Dois setores da rede que possuem papel fundamental no acompanhamento das crianças e adolescentes são a saúde, sobretudo nos profissionais de agentes de saúde que acompanham diretamente as famílias nas suas casas, e a escola que pode construir um vínculo com esses sujeitos. Porém, as políticas públicas existirem e estarem articuladas entre si na teoria, ter um documento que garanta o Sistema de Garantia e a proteção integral não significa que elas realmente estejam funcionando.
De onde vem as falhas da rede de proteção? A rede é feita por seres humanos que cometem erros, equívocos, acertos, fazem suas interpretações e que nem sempre são adequadas. Errar faz parte da complexidade do que é ser gente. A falta de investimento nas políticas públicas e/ou de políticas públicas efetivas são fatores a serem pensados. A não articulação ou má articulação dos setores. Falta de democratização, tanto do acesso quanto da participação na construção, efetivação e avaliação dos sujeitos usuários que são protagonistas das políticas públicas.

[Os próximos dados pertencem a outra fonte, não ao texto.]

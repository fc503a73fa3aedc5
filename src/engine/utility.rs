/// Computes the arithmetic mean of a slice of values. Returns `None` for empty
/// input rather than NaN.
pub fn mean(values: &[f64]) -> Option<f64> {
    if values.is_empty() {
        return None;
    }
    Some(values.iter().sum::<f64>() / values.len() as f64)
}

/// `part / total` as a fraction in `[0, 1]`. Defined as 0.0 when `total` is 0.
pub fn ratio(part: usize, total: usize) -> f64 {
    if total == 0 {
        0.0
    } else {
        part as f64 / total as f64
    }
}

Fator relevante nessa complexidade de tecer a rede e chegar nos sujeitos de direitos é a própria sociedade, ou seja, os conceitos e ideologia que permeiam o capitalismo. Sociedade que é machista, sexista e intrinsecamente desigual que transpassa todos os aparelhos do Estado capitalista.
2.2 TRAJETÓRIAS ESCOLARES
Pensar em trajetórias escolares significa pensar na rede de proteção social, já que ela perpassa por diversos setores e por todos os momentos da escolarização. A escola é o palco principal dessas histórias que se entrecruzam com outros setores da rede de proteção ou não.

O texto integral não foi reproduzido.